Cliff Lee wears forbearance like the wisp of the whiskers below his lower lip. At work or at rest, while crushing a Sodoku puzzle or an online chess opponent, Lee has the cool, understated mien of someone handed the answers to a test the night before the exam. Control, that temperamental temptress all pitchers woo, is his greatest conquest.

Last year, in a taxi on his way to start the World Series opener at Yankee Stadium, Lee found Manhattan traffic so hopelessly gnarled that he jumped out of the cab mid-block and headed on foot for a subway station, though he wasn't quite sure where he was going. Two trains, a call to the visiting clubhouse manager and a walk of several blocks later, Lee, typically a pious disciple of routine, walked into the Phillies' clubhouse an hour late. "Most guys would be all hot and bothered and be saying, 'You wouldn't believe what happened,' " Phillies pitcher Jamie Moyer says. "Not Cliff. None of us even knew anything was up. You couldn't tell anything with Cliff. It was just another day."

All Lee did that night was become the first pitcher in World Series history to spin a complete game with no walks, no earned runs and 10 strikeouts. "You never see him upset," Moyer adds. "You never see him angry. He just goes with the flow."

Lee is back in the World Series, this time as a Ranger. The lefthander is more than the central character of this Series: He looms above it like the Sun above the Earth. There are only the days Lee is scheduled to pitch (Game 1, on Wednesday at San Francisco's AT&T Park, and Game 5 in Texas on Monday) and the days spent waiting for him to get the ball again.
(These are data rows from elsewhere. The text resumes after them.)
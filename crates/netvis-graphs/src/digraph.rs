//! Directed graph assembled from logged routes.

use crate::path_log::{NodeId, RoutePath};
use petgraph::graphmap::DiGraphMap;
use serde::{Deserialize, Serialize};
use std::collections::{BTreeMap, BTreeSet};
use tracing::info;

/// Directed graph whose edges are the consecutive hops of every route.
///
/// Inserting an existing edge is a no-op, so hops repeated across routes
/// appear once. Nodes only enter the graph through edges.
#[derive(Debug, Clone, Default)]
pub struct PathGraph {
    graph: DiGraphMap<NodeId, ()>,
}

/// Serializable snapshot of a [`PathGraph`]
#[derive(Debug, Clone, PartialEq, Eq, Serialize, Deserialize)]
pub struct GraphSummary {
    pub node_count: usize,
    pub edge_count: usize,
    pub nodes: Vec<NodeId>,
    pub edges: Vec<(NodeId, NodeId)>,
}

impl PathGraph {
    /// Create an empty graph
    pub fn new() -> Self {
        Self::default()
    }

    /// Build the graph from every route's consecutive pairs
    pub fn from_paths(paths: &[RoutePath]) -> Self {
        let mut graph = Self::new();
        for path in paths {
            graph.add_path(path);
        }

        info!(
            paths = paths.len(),
            nodes = graph.node_count(),
            edges = graph.edge_count(),
            "Assembled path graph"
        );
        graph
    }

    /// Add an edge for each consecutive pair of `path`
    pub fn add_path(&mut self, path: &[NodeId]) {
        for hop in path.windows(2) {
            self.add_edge(hop[0], hop[1]);
        }
    }

    /// Add `from -> to`; returns `false` when the edge already existed
    pub fn add_edge(&mut self, from: NodeId, to: NodeId) -> bool {
        self.graph.add_edge(from, to, ()).is_none()
    }

    pub fn node_count(&self) -> usize {
        self.graph.node_count()
    }

    pub fn edge_count(&self) -> usize {
        self.graph.edge_count()
    }

    pub fn is_empty(&self) -> bool {
        self.graph.node_count() == 0
    }

    pub fn contains_edge(&self, from: NodeId, to: NodeId) -> bool {
        self.graph.contains_edge(from, to)
    }

    /// Node ids in ascending order
    pub fn nodes(&self) -> Vec<NodeId> {
        let mut nodes: Vec<NodeId> = self.graph.nodes().collect();
        nodes.sort_unstable();
        nodes
    }

    /// Edges in ascending order
    pub fn edges(&self) -> Vec<(NodeId, NodeId)> {
        let mut edges: Vec<(NodeId, NodeId)> =
            self.graph.all_edges().map(|(from, to, _)| (from, to)).collect();
        edges.sort_unstable();
        edges
    }

    /// Outgoing neighbours of `node` in ascending order
    pub fn successors(&self, node: NodeId) -> Vec<NodeId> {
        if !self.graph.contains_node(node) {
            return Vec::new();
        }
        let mut successors: Vec<NodeId> = self.graph.neighbors(node).collect();
        successors.sort_unstable();
        successors
    }

    /// Node to outgoing neighbour set mapping
    pub fn adjacency(&self) -> BTreeMap<NodeId, BTreeSet<NodeId>> {
        self.graph
            .nodes()
            .map(|node| (node, self.graph.neighbors(node).collect()))
            .collect()
    }

    pub fn summary(&self) -> GraphSummary {
        GraphSummary {
            node_count: self.node_count(),
            edge_count: self.edge_count(),
            nodes: self.nodes(),
            edges: self.edges(),
        }
    }
}
//! # netvis Config
//!
//! YAML configuration for the netvis pipelines: schema, defaults,
//! environment overrides and validation.

#![warn(clippy::all)]
#![allow(clippy::module_name_repetitions)]

pub mod defaults;
pub mod loader;
pub mod schema;
pub mod validation;

pub use defaults::*;
pub use loader::*;
pub use schema::*;
pub use validation::*;
//! netvis - Main Entry Point

use anyhow::Result;
use clap::Parser;
use netvis_cli::{load_config, run, Args};
use netvis_common::{init_logging, LoggingConfig};
use tracing::{error, info};

fn main() -> Result<()> {
    let args = Args::parse();

    let config = load_config(&args)?;
    init_logging(&LoggingConfig::from(&config.logging))?;

    info!(command = ?args.command, "Starting netvis");

    if let Err(e) = run(&args.command, &config) {
        error!("{:#}", e);
        return Err(e);
    }

    Ok(())
}
//! Error types and utilities for netvis

use std::path::{Path, PathBuf};
use thiserror::Error;

/// Result type alias for netvis operations
pub type Result<T> = std::result::Result<T, VisError>;

/// Main error type for netvis operations
#[derive(Error, Debug)]
pub enum VisError {
    /// Configuration related errors
    #[error("Configuration error: {message}")]
    Config {
        message: String,
        #[source]
        source: Option<Box<dyn std::error::Error + Send + Sync>>,
    },

    /// Failure to open or read one of the pipeline input files
    #[error("Failed to read input file '{}': {source}", path.display())]
    Input {
        path: PathBuf,
        #[source]
        source: std::io::Error,
    },

    /// Malformed line in an input file
    #[error("Parse error on line {line}: {message}")]
    Parse { line: usize, message: String },

    /// Graph layout and plotting errors
    #[error("Graph error: {message}")]
    Graph {
        message: String,
        #[source]
        source: Option<Box<dyn std::error::Error + Send + Sync>>,
    },

    /// Validation errors for input data
    #[error("Validation error: {message}")]
    Validation {
        message: String,
        field: Option<String>,
    },

    /// Generic error with custom message
    #[error("{message}")]
    Generic {
        message: String,
        #[source]
        source: Option<Box<dyn std::error::Error + Send + Sync>>,
    },
}

impl VisError {
    /// Create a new generic error with a custom message
    pub fn new(msg: impl Into<String>) -> Self {
        Self::Generic {
            message: msg.into(),
            source: None,
        }
    }

    /// Create a new configuration error with source
    pub fn config_with_source(
        msg: impl Into<String>,
        source: impl std::error::Error + Send + Sync + 'static,
    ) -> Self {
        Self::Config {
            message: msg.into(),
            source: Some(Box::new(source)),
        }
    }

    /// Create an input error for the file at `path`
    pub fn input(path: impl AsRef<Path>, source: std::io::Error) -> Self {
        Self::Input {
            path: path.as_ref().to_path_buf(),
            source,
        }
    }

    /// Create a parse error for a 1-based line number
    pub fn parse(line: usize, msg: impl Into<String>) -> Self {
        Self::Parse {
            line,
            message: msg.into(),
        }
    }

    /// Create a new graph error with source
    pub fn graph_with_source(
        msg: impl Into<String>,
        source: impl std::error::Error + Send + Sync + 'static,
    ) -> Self {
        Self::Graph {
            message: msg.into(),
            source: Some(Box::new(source)),
        }
    }

    /// Create a new validation error with field name
    pub fn validation_field(msg: impl Into<String>, field: impl Into<String>) -> Self {
        Self::Validation {
            message: msg.into(),
            field: Some(field.into()),
        }
    }

    /// Whether the error was caused by a missing file
    pub fn is_not_found(&self) -> bool {
        match self {
            Self::Input { source, .. } => source.kind() == std::io::ErrorKind::NotFound,
            _ => false,
        }
    }
}

#[cfg(feature = "plotters")]
/// Convert from plotters drawing errors to VisError
impl<T> From<plotters::drawing::DrawingAreaErrorKind<T>> for VisError
where
    T: std::error::Error + Send + Sync + 'static,
{
    fn from(err: plotters::drawing::DrawingAreaErrorKind<T>) -> Self {
        Self::graph_with_source("Graph rendering failed", err)
    }
}

#[cfg(test)]
mod tests {
    use super::*;
    use std::{error::Error, io};

    #[test]
    fn test_error_creation() {
        let error = VisError::new("test message");
        assert!(error.to_string().contains("test message"));

        let config_error = VisError::config_with_source(
            "config issue",
            io::Error::new(io::ErrorKind::InvalidData, "bad yaml"),
        );
        assert!(config_error.to_string().contains("Configuration error"));
        assert!(config_error.to_string().contains("config issue"));

        let parse_error = VisError::parse(3, "expected 2 columns, found 1");
        assert_eq!(
            parse_error.to_string(),
            "Parse error on line 3: expected 2 columns, found 1"
        );

        let validation_error = VisError::validation_field("no rows", "graph.dat");
        assert!(validation_error.to_string().contains("Validation error"));
        assert!(validation_error.to_string().contains("no rows"));
    }

    #[test]
    fn test_input_error_keeps_path_and_source() {
        let io_error = io::Error::new(io::ErrorKind::NotFound, "No such file");
        let error = VisError::input("graph.dat", io_error);

        assert!(error.to_string().contains("graph.dat"));
        assert!(error.source().is_some());
        assert!(error.is_not_found());
    }

    #[test]
    fn test_unreadable_input_is_not_missing() {
        let io_error = io::Error::new(io::ErrorKind::PermissionDenied, "Access denied");
        let error = VisError::input("log.txt", io_error);

        assert!(error.source().is_some());
        assert!(!error.is_not_found());
        assert!(!VisError::parse(1, "bad row").is_not_found());
    }

    #[test]
    fn test_error_chain_preservation() {
        let root_error = io::Error::new(io::ErrorKind::NotFound, "Root cause");
        let middle_error = VisError::config_with_source("Middle layer", root_error);
        let top_error = VisError::graph_with_source("Top layer", middle_error);

        let mut current_error: &dyn std::error::Error = &top_error;
        let mut error_count = 0;
        while let Some(source) = current_error.source() {
            current_error = source;
            error_count += 1;
        }

        assert_eq!(error_count, 2);
    }
}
He has joined the likes of Bob Gibson in 1968, the year he had a 1.12 ERA; Sandy Koufax in 1963, following his breakout 25--5 season; and Christy Mathewson in 1905, flush with 31 wins and a 1.28 ERA heading into the second World Series.

Lee has tiptoed as close to the edge of perfection as any pitcher before him, especially come October. In eight career postseason starts, including three gems this year, Lee is 7--0 with a 1.26 ERA. In four of those eight outings Lee has struck out at least 10 batters without a walk. No one else has done that in the postseason twice. In fact, those four dominant performances represent a threshold attained only four times in the other 2,568 postseason games ever played.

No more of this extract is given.